シルバー人材センターの人たちが、仮設住宅だけでなく、みなし仮設や在宅避難者も含めて1軒ずつ訪問し、被災状況を把握。市がカルテを作成し、世帯ごとの被災状況データを蓄積しました。
それらのデータをもとに、行政、社会福祉協議会、NPOなどからなる被災者生活再建支援ワーキンググループがケース会議を行い、見守り・介護サービス・就労支援など必要な支援を決定し、支援にあたりました。
個別のケアプランを作成したことで、仙台市では他地域よりも早く仮設住宅が解消されました。仙台市のような支援を「災害ケースマネジメント」と呼び、全国で取り組まれています(*2)。
*2:[内閣府]災害ケースマネジメント実施の手引き(令和5年3月)
災害ケースマネジメントにおいては、(1)個別世帯の状況に応じた伴走型支援、(2)多様な主体が連携し平時の社会保障も含めた多様なメニューを組み合わせた支援が行われます。
能登のケースマネジメント
2024(令和6)年1月1日の能登半島地震は、巨大な地震で、正月の帰省などで平時より人が多く、行政は人員が少なく、真冬だったなどの悪条件の中で起こりました。半島を移動する主要な道路は寸断され、ライフラインは壊滅的な被害を受け、ボランティアもすぐには受け入れられない状況でした。

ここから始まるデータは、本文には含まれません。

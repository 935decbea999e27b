use std::cmp::Ordering;

use crate::{
    error::{MgdlError, MgdlResult},
    models::ChapterEntry,
};

/// Chapters in `lang_code`, in listing order.
pub fn by_language<'a>(chapters: &'a [ChapterEntry], lang_code: &str) -> Vec<&'a ChapterEntry> {
    chapters
        .iter()
        .filter(|chapter| chapter.lang_code == lang_code)
        .collect()
}

/// Chapters in `lang_code` whose declared volume is exactly `volume`.
/// Chapters without a volume never match.
pub fn by_volume<'a>(
    chapters: &'a [ChapterEntry],
    lang_code: &str,
    volume: i64,
) -> Vec<&'a ChapterEntry> {
    by_language(chapters, lang_code)
        .into_iter()
        .filter(|chapter| chapter.volume_number() == Some(volume))
        .collect()
}

/// Chapters in `lang_code` that end up in the `Volume <label>` folder,
/// including the ones without a volume when `label` is the default.
pub fn by_volume_label<'a>(
    chapters: &'a [ChapterEntry],
    lang_code: &str,
    label: &str,
) -> Vec<&'a ChapterEntry> {
    by_language(chapters, lang_code)
        .into_iter()
        .filter(|chapter| chapter.volume_label() == label)
        .collect()
}

/// Distinct volume folder labels for `lang_code`, ascending by value.
pub fn volume_labels(chapters: &[ChapterEntry], lang_code: &str) -> Vec<String> {
    let mut labels: Vec<String> = by_language(chapters, lang_code)
        .into_iter()
        .map(ChapterEntry::volume_label)
        .collect();

    labels.sort_by(|a, b| compare_labels(a, b));
    labels.dedup();
    labels
}

fn compare_labels(a: &str, b: &str) -> Ordering {
    match (a.parse::<f64>(), b.parse::<f64>()) {
        (Ok(x), Ok(y)) => x.partial_cmp(&y).unwrap_or(Ordering::Equal).then_with(|| a.cmp(b)),
        (Ok(_), Err(_)) => Ordering::Less,
        (Err(_), Ok(_)) => Ordering::Greater,
        (Err(_), Err(_)) => a.cmp(b),
    }
}

/// First chapter in `lang_code` whose number equals `number`.
///
/// Integer chapter numbers are compared numerically (`"03"` finds `"3"`);
/// anything else, like `"10.5"`, must match the requested text exactly.
pub fn find_by_number<'a>(
    chapters: &'a [ChapterEntry],
    lang_code: &str,
    number: &str,
) -> MgdlResult<&'a ChapterEntry> {
    let requested = number.trim();

    by_language(chapters, lang_code)
        .into_iter()
        .find(|chapter| {
            let Some(value) = chapter.chapter.as_deref() else {
                return false;
            };
            match value.trim().parse::<i64>() {
                Ok(n) => requested.parse::<i64>() == Ok(n),
                Err(_) => value == requested,
            }
        })
        .ok_or_else(|| {
            MgdlError::NotFound(format!(
                "Unable to find the chapter {} in language '{}'",
                number, lang_code
            ))
        })
}
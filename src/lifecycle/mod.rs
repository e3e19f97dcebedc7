//! Lifecycle management subsystem.
//!
//! # Data Flow
//! ```text
//! Startup (startup.rs):
//!     Initial probe (bounded) → Bind public port → Start monitor + server
//!
//! Shutdown (shutdown.rs):
//!     Signal received → Stop accepting → Stop probing → Drain exchanges → Exit
//!
//! Signals (signals.rs):
//!     SIGTERM/SIGINT → Trigger graceful shutdown
//!     Second signal  → Exit immediately
//! ```
//!
//! # Design Decisions
//! - Ordered startup: probe first, listener last
//! - Ordered shutdown: stop accept, drain, close
//! - Shutdown has timeout: open exchanges are abandoned after the deadline

pub mod shutdown;
pub mod signals;
pub mod startup;

pub use shutdown::{Shutdown, ShutdownSignal};
pub use startup::{Bridge, BridgePhase};
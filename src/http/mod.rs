//! HTTP protocol handling subsystem.
//!
//! # Data Flow
//! ```text
//! TCP connection
//!     → server.rs (Axum setup, request ID, CORS, dispatch)
//!     → OPTIONS            → response.rs (204 preflight)
//!     → Upgrade: websocket → websocket.rs (connect upstream, then relay frames)
//!     → upstream down      → fallback.rs (503 waiting page)
//!     → otherwise          → request.rs (retarget) → upstream → response.rs (stream back)
//! ```

pub mod fallback;
pub mod request;
pub mod response;
pub mod server;
pub mod websocket;

pub use request::{RequestIdMaker, X_REQUEST_ID};
pub use server::{AppState, HttpServer};
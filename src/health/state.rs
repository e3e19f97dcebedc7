//! Upstream availability state.
//!
//! # States
//! - Available: requests are forwarded
//! - Unavailable: requests are answered by the fallback responder
//!
//! # State Transitions
//! ```text
//! Unavailable → Available: one probe answered in 200..500
//! Available → Unavailable: one failed probe, or a failed forwarding attempt
//! ```
//!
//! # Design Decisions
//! - Initial state is Unavailable until the first probe succeeds
//! - Every update replaces the whole snapshot through a watch channel,
//!   so readers never observe a half-written status
//! - Only the health monitor holds a `StatusBoard`; readers get snapshots

use std::time::SystemTime;

use tokio::sync::watch;

use crate::error::UpstreamFailure;

/// Point-in-time view of the upstream.
#[derive(Debug, Clone, Copy, PartialEq, Eq)]
pub struct UpstreamStatus {
    pub is_available: bool,
    pub consecutive_failures: u32,
    pub last_checked_at: Option<SystemTime>,
    pub last_failure: Option<UpstreamFailure>,
}

impl UpstreamStatus {
    /// Status before anything has been checked.
    pub const fn initial() -> Self {
        Self {
            is_available: false,
            consecutive_failures: 0,
            last_checked_at: None,
            last_failure: None,
        }
    }

    /// Status after a successful check at `at`.
    pub fn succeeded(self, at: SystemTime) -> Self {
        Self {
            is_available: true,
            consecutive_failures: 0,
            last_checked_at: Some(at),
            last_failure: None,
        }
    }

    /// Status after a failed check or forwarding attempt at `at`.
    pub fn failed(self, failure: UpstreamFailure, at: SystemTime) -> Self {
        Self {
            is_available: false,
            consecutive_failures: self.consecutive_failures.saturating_add(1),
            last_checked_at: Some(at),
            last_failure: Some(failure),
        }
    }
}

impl Default for UpstreamStatus {
    fn default() -> Self {
        Self::initial()
    }
}

/// Result of a status update: the snapshot before and after.
#[derive(Debug, Clone, Copy)]
pub struct Transition {
    pub previous: UpstreamStatus,
    pub current: UpstreamStatus,
}

impl Transition {
    pub fn came_up(&self) -> bool {
        !self.previous.is_available && self.current.is_available
    }

    pub fn went_down(&self) -> bool {
        self.previous.is_available && !self.current.is_available
    }
}

/// Owner of the shared upstream status.
#[derive(Debug)]
pub struct StatusBoard {
    tx: watch::Sender<UpstreamStatus>,
}

impl StatusBoard {
    pub fn new() -> Self {
        let (tx, _) = watch::channel(UpstreamStatus::initial());
        Self { tx }
    }

    /// Current snapshot.
    pub fn snapshot(&self) -> UpstreamStatus {
        *self.tx.borrow()
    }

    /// Receiver that is notified on every update.
    pub fn subscribe(&self) -> watch::Receiver<UpstreamStatus> {
        self.tx.subscribe()
    }

    pub fn record_success(&self) -> Transition {
        self.update(|status| status.succeeded(SystemTime::now()))
    }

    pub fn record_failure(&self, failure: UpstreamFailure) -> Transition {
        self.update(|status| status.failed(failure, SystemTime::now()))
    }

    fn update(&self, next: impl FnOnce(UpstreamStatus) -> UpstreamStatus) -> Transition {
        let mut previous = UpstreamStatus::initial();
        let mut current = previous;
        self.tx.send_modify(|status| {
            previous = *status;
            *status = next(*status);
            current = *status;
        });
        Transition { previous, current }
    }
}

impl Default for StatusBoard {
    fn default() -> Self {
        Self::new()
    }
}
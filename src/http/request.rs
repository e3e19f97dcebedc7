//! Request handling and transformation.
//!
//! # Responsibilities
//! - Generate unique request ID (UUID v4)
//! - Detect WebSocket upgrade requests
//! - Prepare the outbound copy of a request for the upstream
//!
//! # Design Decisions
//! - Request ID added as early as possible for tracing
//! - `Host` is rewritten to the upstream authority; everything else end-to-end is kept
//! - Hop-by-hop headers are connection-scoped and never forwarded

use std::net::SocketAddr;
use std::str::FromStr;

use axum::body::Body;
use axum::http::{
    header::{self, HeaderName},
    request::Parts,
    uri::{Authority, PathAndQuery, Scheme},
    HeaderMap, HeaderValue, Request, Uri, Version,
};
use tower_http::request_id::{MakeRequestId, RequestId};
use uuid::Uuid;

pub const X_REQUEST_ID: HeaderName = HeaderName::from_static("x-request-id");
pub const X_FORWARDED_FOR: HeaderName = HeaderName::from_static("x-forwarded-for");
pub const X_FORWARDED_HOST: HeaderName = HeaderName::from_static("x-forwarded-host");
pub const X_FORWARDED_PROTO: HeaderName = HeaderName::from_static("x-forwarded-proto");

/// Headers that describe a single connection rather than the message.
const HOP_BY_HOP: [HeaderName; 9] = [
    header::CONNECTION,
    HeaderName::from_static("keep-alive"),
    HeaderName::from_static("proxy-connection"),
    header::PROXY_AUTHENTICATE,
    header::PROXY_AUTHORIZATION,
    header::TE,
    header::TRAILER,
    header::TRANSFER_ENCODING,
    header::UPGRADE,
];

/// Generates a UUID v4 for requests that arrive without an `x-request-id`.
#[derive(Debug, Clone, Copy, Default)]
pub struct RequestIdMaker;

impl MakeRequestId for RequestIdMaker {
    fn make_request_id<B>(&mut self, _request: &Request<B>) -> Option<RequestId> {
        HeaderValue::from_str(&Uuid::new_v4().to_string())
            .ok()
            .map(RequestId::new)
    }
}

/// Request ID of an inbound request, or `"unknown"`.
pub fn request_id(headers: &HeaderMap) -> &str {
    headers
        .get(&X_REQUEST_ID)
        .and_then(|v| v.to_str().ok())
        .unwrap_or("unknown")
}

/// True when the request asks to switch to the WebSocket protocol.
pub fn is_websocket_upgrade(headers: &HeaderMap) -> bool {
    headers
        .get_all(header::UPGRADE)
        .iter()
        .filter_map(|v| v.to_str().ok())
        .flat_map(|v| v.split(','))
        .any(|token| token.trim().eq_ignore_ascii_case("websocket"))
}

/// Remove hop-by-hop headers, including any named by `Connection`.
pub fn strip_hop_by_hop(headers: &mut HeaderMap) {
    let named: Vec<HeaderName> = headers
        .get_all(header::CONNECTION)
        .iter()
        .filter_map(|v| v.to_str().ok())
        .flat_map(|v| v.split(','))
        .filter_map(|token| HeaderName::from_str(token.trim()).ok())
        .collect();

    for name in named {
        headers.remove(name);
    }
    for name in HOP_BY_HOP.iter() {
        headers.remove(name);
    }
}

/// Add `X-Forwarded-*` headers describing the inbound hop.
pub fn add_forwarded_headers(
    headers: &mut HeaderMap,
    client_addr: Option<SocketAddr>,
    original_host: Option<HeaderValue>,
) {
    if let Some(addr) = client_addr {
        let ip = addr.ip().to_string();
        let value = match headers.get(&X_FORWARDED_FOR).and_then(|v| v.to_str().ok()) {
            Some(existing) => format!("{}, {}", existing, ip),
            None => ip,
        };
        if let Ok(value) = HeaderValue::from_str(&value) {
            headers.insert(X_FORWARDED_FOR, value);
        }
    }

    if !headers.contains_key(&X_FORWARDED_HOST) {
        if let Some(host) = original_host {
            headers.insert(X_FORWARDED_HOST, host);
        }
    }

    if !headers.contains_key(&X_FORWARDED_PROTO) {
        headers.insert(X_FORWARDED_PROTO, HeaderValue::from_static("http"));
    }
}

/// Retarget an inbound request at `authority`, keeping method, path, query,
/// end-to-end headers and the streaming body.
pub fn build_upstream_request(
    parts: Parts,
    body: Body,
    authority: &str,
    client_addr: Option<SocketAddr>,
) -> Result<Request<Body>, axum::http::Error> {
    let mut uri_parts = parts.uri.into_parts();
    uri_parts.scheme = Some(Scheme::HTTP);
    uri_parts.authority = Some(Authority::from_str(authority)?);
    if uri_parts.path_and_query.is_none() {
        uri_parts.path_and_query = Some(PathAndQuery::from_static("/"));
    }
    let uri = Uri::from_parts(uri_parts)?;

    let mut headers = parts.headers;
    let original_host = headers.get(header::HOST).cloned();
    strip_hop_by_hop(&mut headers);
    add_forwarded_headers(&mut headers, client_addr, original_host);
    headers.insert(header::HOST, HeaderValue::from_str(authority)?);

    let mut builder = Request::builder()
        .method(parts.method)
        .uri(uri)
        .version(Version::HTTP_11);
    if let Some(h) = builder.headers_mut() {
        *h = headers;
    }

    builder.body(body)
}

#[cfg(test)]
mod tests {
    use super::*;
    use axum::http::Method;

    fn parts(request: Request<()>) -> Parts {
        request.into_parts().0
    }

    #[test]
    fn websocket_detection_is_token_based() {
        let mut headers = HeaderMap::new();
        assert!(!is_websocket_upgrade(&headers));

        headers.insert(header::UPGRADE, HeaderValue::from_static("h2c"));
        assert!(!is_websocket_upgrade(&headers));

        headers.insert(header::UPGRADE, HeaderValue::from_static("foo, WebSocket"));
        assert!(is_websocket_upgrade(&headers));
    }

    #[test]
    fn hop_by_hop_and_connection_named_headers_removed() {
        let mut headers = HeaderMap::new();
        headers.insert(header::CONNECTION, HeaderValue::from_static("keep-alive, x-private"));
        headers.insert("keep-alive", HeaderValue::from_static("timeout=5"));
        headers.insert("x-private", HeaderValue::from_static("1"));
        headers.insert(header::TRANSFER_ENCODING, HeaderValue::from_static("chunked"));
        headers.insert(header::CONTENT_TYPE, HeaderValue::from_static("application/json"));

        strip_hop_by_hop(&mut headers);

        assert_eq!(headers.len(), 1);
        assert!(headers.contains_key(header::CONTENT_TYPE));
    }

    #[test]
    fn upstream_request_rewrites_host_and_keeps_the_rest() {
        let inbound = Request::builder()
            .method(Method::POST)
            .uri("/api/x?mood=happy")
            .header(header::HOST, "bridge.example:5000")
            .header(header::CONTENT_TYPE, "application/json")
            .header(header::CONNECTION, "keep-alive")
            .body(())
            .unwrap();

        let client: SocketAddr = "10.0.0.7:51234".parse().unwrap();
        let request =
            build_upstream_request(parts(inbound), Body::empty(), "127.0.0.1:3000", Some(client))
                .unwrap();

        assert_eq!(request.method(), Method::POST);
        assert_eq!(request.uri(), "http://127.0.0.1:3000/api/x?mood=happy");
        assert_eq!(request.headers()[header::HOST], "127.0.0.1:3000");
        assert_eq!(request.headers()[header::CONTENT_TYPE], "application/json");
        assert_eq!(request.headers()[&X_FORWARDED_FOR], "10.0.0.7");
        assert_eq!(request.headers()[&X_FORWARDED_HOST], "bridge.example:5000");
        assert_eq!(request.headers()[&X_FORWARDED_PROTO], "http");
        assert!(!request.headers().contains_key(header::CONNECTION));
        assert_eq!(request.version(), Version::HTTP_11);
    }

    #[test]
    fn forwarded_for_appends_to_existing_chain() {
        let mut headers = HeaderMap::new();
        headers.insert(X_FORWARDED_FOR, HeaderValue::from_static("203.0.113.9"));

        add_forwarded_headers(&mut headers, Some("10.0.0.1:80".parse().unwrap()), None);
        assert_eq!(headers[&X_FORWARDED_FOR], "203.0.113.9, 10.0.0.1");
    }

    #[test]
    fn request_id_maker_produces_uuid() {
        let request = Request::new(());
        let id = RequestIdMaker.make_request_id(&request).unwrap();
        let value = id.header_value().to_str().unwrap();
        assert!(Uuid::parse_str(value).is_ok());
    }
}
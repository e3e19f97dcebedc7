//! Startup orchestration.
//!
//! # Responsibilities
//! - Give the upstream a bounded chance to answer before binding
//! - Bind the public listener (fatal on failure)
//! - Start background tasks (health monitor, HTTP server)
//! - Drive the ordered shutdown: stop accepting, stop probing, drain, exit
//!
//! # Design Decisions
//! - Fail fast: a bind error ends startup, nothing is retried
//! - The public port opens whether or not the upstream is up; the waiting
//!   page covers the gap
//! - Shutdown has a deadline: exchanges still open after it are abandoned

use std::io;
use std::sync::Arc;

use tokio::sync::watch;
use tokio::task::JoinError;
use tokio::time;

use crate::config::BridgeConfig;
use crate::error::BridgeError;
use crate::health::{HealthMonitor, UpstreamHealth};
use crate::http::HttpServer;
use crate::lifecycle::Shutdown;
use crate::net::listener::bind_public;
use crate::net::ExchangeTracker;

/// Where the bridge is in its lifecycle.
#[derive(Debug, Clone, Copy, PartialEq, Eq)]
pub enum BridgePhase {
    Initializing,
    Probing,
    Listening,
    ShuttingDown,
    Stopped,
}

impl BridgePhase {
    pub fn as_str(&self) -> &'static str {
        match self {
            BridgePhase::Initializing => "initializing",
            BridgePhase::Probing => "probing",
            BridgePhase::Listening => "listening",
            BridgePhase::ShuttingDown => "shutting_down",
            BridgePhase::Stopped => "stopped",
        }
    }
}

/// The assembled bridge: health monitor, public server and shutdown plumbing.
pub struct Bridge {
    config: BridgeConfig,
    shutdown: Shutdown,
    phase: watch::Sender<BridgePhase>,
    monitor: Arc<HealthMonitor>,
    exchanges: ExchangeTracker,
}

impl Bridge {
    pub fn new(config: BridgeConfig) -> Self {
        let monitor = Arc::new(HealthMonitor::new(&config.upstream, &config.health_check));
        let (phase, _) = watch::channel(BridgePhase::Initializing);

        Self {
            config,
            shutdown: Shutdown::new(),
            phase,
            monitor,
            exchanges: ExchangeTracker::new(),
        }
    }

    /// Handle that starts a graceful shutdown when triggered.
    pub fn shutdown_handle(&self) -> Shutdown {
        self.shutdown.clone()
    }

    /// Watch lifecycle phase changes.
    pub fn phase(&self) -> watch::Receiver<BridgePhase> {
        self.phase.subscribe()
    }

    pub fn health(&self) -> Arc<HealthMonitor> {
        self.monitor.clone()
    }

    pub fn exchanges(&self) -> ExchangeTracker {
        self.exchanges.clone()
    }

    fn set_phase(&self, phase: BridgePhase) {
        tracing::debug!(phase = phase.as_str(), "Lifecycle phase");
        self.phase.send_replace(phase);
    }

    /// Run until shutdown is triggered and the grace period has been honoured.
    ///
    /// Returns an error only for startup failures (bind) or a server crash.
    pub async fn run(self) -> Result<(), BridgeError> {
        tracing::info!(
            listener_host = %self.config.listener.host,
            listener_port = self.config.listener.port,
            upstream = %self.config.upstream_authority(),
            health_path = %self.config.health_check.path,
            "Starting bridge"
        );

        self.set_phase(BridgePhase::Probing);
        let wait = self.config.lifecycle.initial_probe_wait();
        match time::timeout(wait, self.monitor.probe()).await {
            Ok(status) if status.is_available => {
                tracing::info!("Upstream reachable at startup");
            }
            Ok(_) => {
                tracing::info!("Upstream not reachable yet; serving waiting page until it is");
            }
            Err(_) => {
                tracing::info!(
                    wait_ms = wait.as_millis() as u64,
                    "Initial health probe did not finish in time; continuing"
                );
            }
        }

        let listener = match bind_public(&self.config).await {
            Ok(listener) => listener,
            Err(e) => {
                tracing::error!(error = %e, "Failed to bind public port");
                self.set_phase(BridgePhase::Stopped);
                return Err(e);
            }
        };

        let health: Arc<dyn UpstreamHealth> = self.monitor.clone();
        let server = HttpServer::new(
            &self.config,
            health,
            self.exchanges.clone(),
            self.shutdown.clone(),
        );

        self.set_phase(BridgePhase::Listening);
        let monitor_task = tokio::spawn(self.monitor.clone().run());
        let mut server_task = tokio::spawn(server.run(listener));

        let mut signal = self.shutdown.subscribe();
        let crashed = tokio::select! {
            _ = signal.recv() => None,
            res = &mut server_task => Some(res),
        };

        self.set_phase(BridgePhase::ShuttingDown);
        tracing::info!(
            active_exchanges = self.exchanges.active_count(),
            "Shutting down"
        );
        self.monitor.stop();
        self.shutdown.trigger();

        let result = match crashed {
            Some(res) => {
                tracing::error!("HTTP server exited unexpectedly");
                server_outcome(res)
            }
            None => {
                let grace = self.config.lifecycle.shutdown_grace();
                let exchanges = &self.exchanges;
                let drained = time::timeout(grace, async {
                    let res = (&mut server_task).await;
                    exchanges.wait_for_drain().await;
                    res
                })
                .await;

                match drained {
                    Ok(res) => server_outcome(res),
                    Err(_) => {
                        tracing::warn!(
                            grace_secs = grace.as_secs(),
                            active_exchanges = self.exchanges.active_count(),
                            "Grace period elapsed; abandoning open exchanges"
                        );
                        server_task.abort();
                        Ok(())
                    }
                }
            }
        };

        if let Err(e) = monitor_task.await {
            tracing::warn!(error = %e, "Health monitor task failed");
        }

        self.set_phase(BridgePhase::Stopped);
        tracing::info!("Bridge stopped");
        result
    }
}

fn server_outcome(res: Result<io::Result<()>, JoinError>) -> Result<(), BridgeError> {
    match res {
        Ok(Ok(())) => Ok(()),
        Ok(Err(e)) => Err(BridgeError::Serve(e)),
        Err(e) => Err(BridgeError::Serve(io::Error::new(io::ErrorKind::Other, e))),
    }
}
//! Shutdown coordination for the bridge.

use std::sync::Arc;

use tokio::sync::watch;

/// Coordinator for graceful shutdown.
///
/// Every long-running task (server, health monitor, WebSocket relays) holds a
/// [`ShutdownSignal`]. The flag is sticky, so subscribers created after the
/// trigger still observe it.
#[derive(Debug, Clone)]
pub struct Shutdown {
    tx: Arc<watch::Sender<bool>>,
}

impl Shutdown {
    /// Create a new shutdown coordinator.
    pub fn new() -> Self {
        let (tx, _) = watch::channel(false);
        Self { tx: Arc::new(tx) }
    }

    /// Subscribe to the shutdown signal.
    pub fn subscribe(&self) -> ShutdownSignal {
        ShutdownSignal {
            rx: self.tx.subscribe(),
        }
    }

    /// Trigger the shutdown signal. Repeated calls are no-ops.
    pub fn trigger(&self) {
        self.tx.send_replace(true);
    }

    /// Whether shutdown has been requested.
    pub fn is_triggered(&self) -> bool {
        *self.tx.borrow()
    }

    /// Get the number of active subscribers (tasks still running).
    pub fn receiver_count(&self) -> usize {
        self.tx.receiver_count()
    }
}

impl Default for Shutdown {
    fn default() -> Self {
        Self::new()
    }
}

/// Receiving half of [`Shutdown`].
#[derive(Debug, Clone)]
pub struct ShutdownSignal {
    rx: watch::Receiver<bool>,
}

impl ShutdownSignal {
    /// Resolve once shutdown has been triggered.
    ///
    /// If every [`Shutdown`] handle is dropped without triggering, this never resolves.
    pub async fn recv(&mut self) {
        let sender_alive = self.rx.wait_for(|triggered| *triggered).await.is_ok();
        if !sender_alive {
            std::future::pending::<()>().await;
        }
    }

    pub fn is_triggered(&self) -> bool {
        *self.rx.borrow()
    }
}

このような中、石川県は広域避難者などの避難所外避難者の情報収集を行うために、1月19日から公式LINEを使った被災者登録を開始、23日に復興生活再建支援チームを設置して被災把握を進めました。
政府が1月25日に発表した「被災者の生活と生業支援のためのパッケージ」には、「被災者一人ひとりの主体的な自立・生活再建を支援する災害ケースマネジメントの取組を〈中略〉被災者に寄り添った見守りや日常生活上の相談支援等を行う」と示されています。
能登半島地震をきっかけに、災害救助法に福祉的支援を位置付ける動きも出てきています。仙台から始まった災害ケースマネジメントは、地域における防災力強化と災害支援の軸となっていくでしょう。
参加者の感想
- 今日のお話は大変参考になりました。行政が全部やることになっている日本と海外の違いについてはもっと深くお聞きしたいと思いました。
- 菅野先生の話が明快でとても為になりました。もっと詳しい話を聞きたかったです。
- 災害について後進国ということがわかりました。貴重な資料ありがとうございました。
- 多様な専門家チームと消費者の相談に耳を傾ける相談員の方とが、セットで動く災害マネジメントが大阪で実現できるといいなと思いました。